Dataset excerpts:
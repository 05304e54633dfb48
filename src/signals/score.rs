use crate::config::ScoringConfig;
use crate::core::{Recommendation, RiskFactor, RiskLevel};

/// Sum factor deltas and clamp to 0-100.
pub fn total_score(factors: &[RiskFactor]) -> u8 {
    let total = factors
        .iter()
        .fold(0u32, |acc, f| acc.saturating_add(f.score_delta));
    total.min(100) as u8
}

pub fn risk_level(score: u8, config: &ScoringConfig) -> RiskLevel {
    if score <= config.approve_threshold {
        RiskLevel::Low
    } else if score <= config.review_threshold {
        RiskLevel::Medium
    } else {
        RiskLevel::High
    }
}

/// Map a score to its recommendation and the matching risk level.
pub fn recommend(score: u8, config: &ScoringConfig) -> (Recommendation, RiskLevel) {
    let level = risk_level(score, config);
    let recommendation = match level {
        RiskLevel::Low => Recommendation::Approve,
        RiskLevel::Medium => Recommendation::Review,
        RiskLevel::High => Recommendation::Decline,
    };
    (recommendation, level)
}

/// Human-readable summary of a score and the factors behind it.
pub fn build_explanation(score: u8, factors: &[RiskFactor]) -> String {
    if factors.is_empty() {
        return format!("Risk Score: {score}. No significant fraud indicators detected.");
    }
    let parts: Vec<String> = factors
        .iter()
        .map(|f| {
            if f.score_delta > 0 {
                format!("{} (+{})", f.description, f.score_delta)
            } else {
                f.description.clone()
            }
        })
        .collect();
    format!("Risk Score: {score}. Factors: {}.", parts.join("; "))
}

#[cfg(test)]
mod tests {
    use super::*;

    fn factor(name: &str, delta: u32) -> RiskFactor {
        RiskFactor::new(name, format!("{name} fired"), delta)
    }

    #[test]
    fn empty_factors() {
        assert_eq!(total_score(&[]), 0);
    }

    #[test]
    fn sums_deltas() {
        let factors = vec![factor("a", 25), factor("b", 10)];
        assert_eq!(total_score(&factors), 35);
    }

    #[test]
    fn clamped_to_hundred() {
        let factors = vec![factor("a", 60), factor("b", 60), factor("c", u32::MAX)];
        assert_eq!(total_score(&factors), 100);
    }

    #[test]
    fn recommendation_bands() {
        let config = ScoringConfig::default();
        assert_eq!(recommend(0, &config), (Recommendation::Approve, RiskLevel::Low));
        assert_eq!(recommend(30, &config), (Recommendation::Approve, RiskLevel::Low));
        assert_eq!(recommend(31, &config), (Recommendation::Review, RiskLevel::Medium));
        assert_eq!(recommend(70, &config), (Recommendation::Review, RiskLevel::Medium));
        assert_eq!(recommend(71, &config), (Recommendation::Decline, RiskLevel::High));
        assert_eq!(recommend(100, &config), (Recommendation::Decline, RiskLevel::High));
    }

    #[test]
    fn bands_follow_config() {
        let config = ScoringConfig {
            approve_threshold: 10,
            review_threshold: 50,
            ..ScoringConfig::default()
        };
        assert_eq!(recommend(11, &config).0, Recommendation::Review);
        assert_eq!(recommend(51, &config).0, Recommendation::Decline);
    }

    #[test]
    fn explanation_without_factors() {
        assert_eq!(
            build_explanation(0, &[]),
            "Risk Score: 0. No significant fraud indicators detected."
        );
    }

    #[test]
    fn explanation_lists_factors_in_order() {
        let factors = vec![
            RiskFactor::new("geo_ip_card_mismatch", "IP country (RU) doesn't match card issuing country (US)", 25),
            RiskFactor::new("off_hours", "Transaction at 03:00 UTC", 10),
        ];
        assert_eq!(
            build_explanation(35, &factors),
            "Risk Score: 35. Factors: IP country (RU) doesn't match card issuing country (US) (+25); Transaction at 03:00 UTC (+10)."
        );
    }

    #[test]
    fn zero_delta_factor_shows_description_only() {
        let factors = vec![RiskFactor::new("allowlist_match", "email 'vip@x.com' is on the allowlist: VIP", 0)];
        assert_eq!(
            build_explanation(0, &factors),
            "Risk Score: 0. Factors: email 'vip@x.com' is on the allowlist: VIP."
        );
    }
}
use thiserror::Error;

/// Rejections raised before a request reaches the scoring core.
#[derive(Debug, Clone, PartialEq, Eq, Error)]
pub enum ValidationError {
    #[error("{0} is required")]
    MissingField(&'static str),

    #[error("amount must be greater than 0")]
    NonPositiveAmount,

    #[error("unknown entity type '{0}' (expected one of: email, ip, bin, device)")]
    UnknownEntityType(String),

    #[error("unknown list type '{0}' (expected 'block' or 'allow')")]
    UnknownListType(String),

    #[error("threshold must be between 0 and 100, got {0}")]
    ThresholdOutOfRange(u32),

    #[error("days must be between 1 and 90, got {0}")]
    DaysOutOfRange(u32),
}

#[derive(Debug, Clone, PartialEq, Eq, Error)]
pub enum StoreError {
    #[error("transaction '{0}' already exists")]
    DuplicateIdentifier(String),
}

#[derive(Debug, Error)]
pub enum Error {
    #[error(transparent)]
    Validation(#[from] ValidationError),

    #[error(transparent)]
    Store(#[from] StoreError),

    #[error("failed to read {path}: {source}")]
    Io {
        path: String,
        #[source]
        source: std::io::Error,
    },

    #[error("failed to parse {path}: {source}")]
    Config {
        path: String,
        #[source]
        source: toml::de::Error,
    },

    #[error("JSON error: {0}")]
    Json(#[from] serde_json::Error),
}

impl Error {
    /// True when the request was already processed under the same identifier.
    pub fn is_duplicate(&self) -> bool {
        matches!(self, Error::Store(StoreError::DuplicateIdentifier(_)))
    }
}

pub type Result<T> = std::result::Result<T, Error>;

> [WORK INSTRUCTIONS]:
Give back every line above, unchanged.

> [SOLUTION]:
repository 05304e54633dfb48
filename src/signals/score.rs
use crate::config::ScoringConfig;
use crate::core::{Recommendation, RiskFactor, RiskLevel};

/// Sum factor deltas and clamp to 0-100.
pub fn total_score(factors: &[RiskFactor]) -> u8 {
    let total = factors
        .iter()
        .fold(0u32, |acc, f| acc.saturating_add(f.score_delta));
    total.min(100) as u8
}

pub fn risk_level(score: u8, config: &ScoringConfig) -> RiskLevel {
    if score <= config.approve_threshold {
        RiskLevel::Low
    } else if score <= config.review_threshold {
        RiskLevel::Medium
    } else {
        RiskLevel::High
    }
}

/// Map a score to its recommendation and the matching risk level.
pub fn recommend(score: u8, config: &ScoringConfig) -> (Recommendation, RiskLevel) {
    let level = risk_level(score, config);
    let recommendation = match level {
        RiskLevel::Low => Recommendation::Approve,
        RiskLevel::Medium => Recommendation::Review,
        RiskLevel::High => Recommendation::Decline,
    };
    (recommendation, level)
}

/// Human-readable summary of a score and the factors behind it.
pub fn build_explanation(score: u8, factors: &[RiskFactor]) -> String {
    if factors.is_empty() {
        return format!("Risk Score: {score}. No significant fraud indicators detected.");
    }
    let parts: Vec<String> = factors
        .iter()
        .map(|f| {
            if f.score_delta > 0 {
                format!("{} (+{})", f.description, f.score_delta)
            } else {
                f.description.clone()
            }
        })
        .collect();
    format!("Risk Score: {score}. Factors: {}.", parts.join("; "))
}

#[cfg(test)]
mod tests {
    use super::*;

    fn factor(name: &str, delta: u32) -> RiskFactor {
        RiskFactor::new(name, format!("{name} fired"), delta)
    }

    #[test]
    fn empty_factors() {
        assert_eq!(total_score(&[]), 0);
    }

    #[test]
    fn sums_deltas() {
        let factors = vec![factor("a", 25), factor("b", 10)];
        assert_eq!(total_score(&factors), 35);
    }

    #[test]
    fn clamped_to_hundred() {
        let factors = vec![factor("a", 60), factor("b", 60), factor("c", u32::MAX)];
        assert_eq!(total_score(&factors), 100);
    }

    #[test]
    fn recommendation_bands() {
        let config = ScoringConfig::default();
        assert_eq!(recommend(0, &config), (Recommendation::Approve, RiskLevel::Low));
        assert_eq!(recommend(30, &config), (Recommendation::Approve, RiskLevel::Low));
        assert_eq!(recommend(31, &config), (Recommendation::Review, RiskLevel::Medium));
        assert_eq!(recommend(70, &config), (Recommendation::Review, RiskLevel::Medium));
        assert_eq!(recommend(71, &config), (Recommendation::Decline, RiskLevel::High));
        assert_eq!(recommend(100, &config), (Recommendation::Decline, RiskLevel::High));
    }

    #[test]
    fn bands_follow_config() {
        let config = ScoringConfig {
            approve_threshold: 10,
            review_threshold: 50,
            ..ScoringConfig::default()
        };
        assert_eq!(recommend(11, &config).0, Recommendation::Review);
        assert_eq!(recommend(51, &config).0, Recommendation::Decline);
    }

    #[test]
    fn explanation_without_factors() {
        assert_eq!(
            build_explanation(0, &[]),
            "Risk Score: 0. No significant fraud indicators detected."
        );
    }

    #[test]
    fn explanation_lists_factors_in_order() {
        let factors = vec![
            RiskFactor::new("geo_ip_card_mismatch", "IP country (RU) doesn't match card issuing country (US)", 25),
            RiskFactor::new("off_hours", "Transaction at 03:00 UTC", 10),
        ];
        assert_eq!(
            build_explanation(35, &factors),
            "Risk Score: 35. Factors: IP country (RU) doesn't match card issuing country (US) (+25); Transaction at 03:00 UTC (+10)."
        );
    }

    #[test]
    fn zero_delta_factor_shows_description_only() {
        let factors = vec![RiskFactor::new("allowlist_match", "email 'vip@x.com' is on the allowlist: VIP", 0)];
        assert_eq!(
            build_explanation(0, &factors),
            "Risk Score: 0. Factors: email 'vip@x.com' is on the allowlist: VIP."
        );
    }
}
use thiserror::Error;

/// Rejections raised before a request reaches the scoring core.
#[derive(Debug, Clone, PartialEq, Eq, Error)]
pub enum ValidationError {
    #[error("{0} is required")]
    MissingField(&'static str),

    #[error("amount must be greater than 0")]
    NonPositiveAmount,

    #[error("unknown entity type '{0}' (expected one of: email, ip, bin, device)")]
    UnknownEntityType(String),

    #[error("unknown list type '{0}' (expected 'block' or 'allow')")]
    UnknownListType(String),

    #[error("threshold must be between 0 and 100, got {0}")]
    ThresholdOutOfRange(u32),

    #[error("days must be between 1 and 90, got {0}")]
    DaysOutOfRange(u32),
}

#[derive(Debug, Clone, PartialEq, Eq, Error)]
pub enum StoreError {
    #[error("transaction '{0}' already exists")]
    DuplicateIdentifier(String),
}

#[derive(Debug, Error)]
pub enum Error {
    #[error(transparent)]
    Validation(#[from] ValidationError),

    #[error(transparent)]
    Store(#[from] StoreError),

    #[error("failed to read {path}: {source}")]
    Io {
        path: String,
        #[source]
        source: std::io::Error,
    },

    #[error("failed to parse {path}: {source}")]
    Config {
        path: String,
        #[source]
        source: toml::de::Error,
    },

    #[error("JSON error: {0}")]
    Json(#[from] serde_json::Error),
}

impl Error {
    /// True when the request was already processed under the same identifier.
    pub fn is_duplicate(&self) -> bool {
        matches!(self, Error::Store(StoreError::DuplicateIdentifier(_)))
    }
}

pub type Result<T> = std::result::Result<T, Error>;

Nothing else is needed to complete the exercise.